- Goal of the exercise:
From the entries below, copy exactly the lines from the one that contains "#[derive(Debug, Clone, PartialEq, Eq, Serialize)]" through the one that contains "key, if any.", both included, and only those.
START Exercise input
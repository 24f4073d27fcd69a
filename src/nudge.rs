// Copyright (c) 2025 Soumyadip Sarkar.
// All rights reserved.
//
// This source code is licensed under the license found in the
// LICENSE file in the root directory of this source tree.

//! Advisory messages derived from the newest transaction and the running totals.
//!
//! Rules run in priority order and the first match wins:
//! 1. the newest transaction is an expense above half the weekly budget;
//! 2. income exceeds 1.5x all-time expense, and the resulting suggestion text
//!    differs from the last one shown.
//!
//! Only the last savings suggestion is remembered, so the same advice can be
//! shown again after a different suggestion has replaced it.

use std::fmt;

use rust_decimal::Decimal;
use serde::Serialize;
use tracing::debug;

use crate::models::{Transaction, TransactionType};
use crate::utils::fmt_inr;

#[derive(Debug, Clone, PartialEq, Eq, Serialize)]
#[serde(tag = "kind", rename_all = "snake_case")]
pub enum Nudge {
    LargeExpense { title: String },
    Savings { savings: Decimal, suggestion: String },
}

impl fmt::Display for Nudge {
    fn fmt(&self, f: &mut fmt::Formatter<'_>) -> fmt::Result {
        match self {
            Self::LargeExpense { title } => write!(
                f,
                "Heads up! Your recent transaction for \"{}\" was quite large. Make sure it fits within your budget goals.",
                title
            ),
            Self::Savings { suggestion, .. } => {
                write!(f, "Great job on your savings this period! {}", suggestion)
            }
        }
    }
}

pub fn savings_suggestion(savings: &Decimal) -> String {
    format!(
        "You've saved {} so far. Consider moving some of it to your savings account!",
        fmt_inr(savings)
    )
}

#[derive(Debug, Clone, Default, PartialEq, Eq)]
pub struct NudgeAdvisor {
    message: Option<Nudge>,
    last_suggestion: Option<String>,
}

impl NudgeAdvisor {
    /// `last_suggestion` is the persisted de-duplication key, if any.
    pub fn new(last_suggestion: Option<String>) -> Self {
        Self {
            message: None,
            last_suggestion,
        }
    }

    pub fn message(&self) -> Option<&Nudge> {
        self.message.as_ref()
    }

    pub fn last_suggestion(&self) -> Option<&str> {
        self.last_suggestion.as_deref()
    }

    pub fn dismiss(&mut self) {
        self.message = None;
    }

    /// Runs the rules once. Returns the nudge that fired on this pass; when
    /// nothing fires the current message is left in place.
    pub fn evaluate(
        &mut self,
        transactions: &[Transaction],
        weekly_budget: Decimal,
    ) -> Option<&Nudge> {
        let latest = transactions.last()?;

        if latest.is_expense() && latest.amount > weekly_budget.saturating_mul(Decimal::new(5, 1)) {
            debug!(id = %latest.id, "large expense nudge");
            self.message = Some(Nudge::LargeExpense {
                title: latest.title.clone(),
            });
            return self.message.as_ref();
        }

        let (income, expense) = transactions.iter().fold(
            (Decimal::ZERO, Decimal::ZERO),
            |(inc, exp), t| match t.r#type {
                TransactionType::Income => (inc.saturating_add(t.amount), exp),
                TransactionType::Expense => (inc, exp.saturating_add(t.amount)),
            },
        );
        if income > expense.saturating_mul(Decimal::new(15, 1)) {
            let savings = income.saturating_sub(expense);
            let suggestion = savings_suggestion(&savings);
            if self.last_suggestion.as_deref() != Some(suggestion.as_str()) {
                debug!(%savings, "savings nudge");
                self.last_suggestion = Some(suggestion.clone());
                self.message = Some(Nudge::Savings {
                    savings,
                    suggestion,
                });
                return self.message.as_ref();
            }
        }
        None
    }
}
END Exercise input
- Exercise answer:
#[derive(Debug, Clone, PartialEq, Eq, Serialize)]
#[serde(tag = "kind", rename_all = "snake_case")]
pub enum Nudge {
    LargeExpense { title: String },
    Savings { savings: Decimal, suggestion: String },
}

impl fmt::Display for Nudge {
    fn fmt(&self, f: &mut fmt::Formatter<'_>) -> fmt::Result {
        match self {
            Self::LargeExpense { title } => write!(
                f,
                "Heads up! Your recent transaction for \"{}\" was quite large. Make sure it fits within your budget goals.",
                title
            ),
            Self::Savings { suggestion, .. } => {
                write!(f, "Great job on your savings this period! {}", suggestion)
            }
        }
    }
}

pub fn savings_suggestion(savings: &Decimal) -> String {
    format!(
        "You've saved {} so far. Consider moving some of it to your savings account!",
        fmt_inr(savings)
    )
}

#[derive(Debug, Clone, Default, PartialEq, Eq)]
pub struct NudgeAdvisor {
    message: Option<Nudge>,
    last_suggestion: Option<String>,
}

impl NudgeAdvisor {
    /// `last_suggestion` is the persisted de-duplication key, if any.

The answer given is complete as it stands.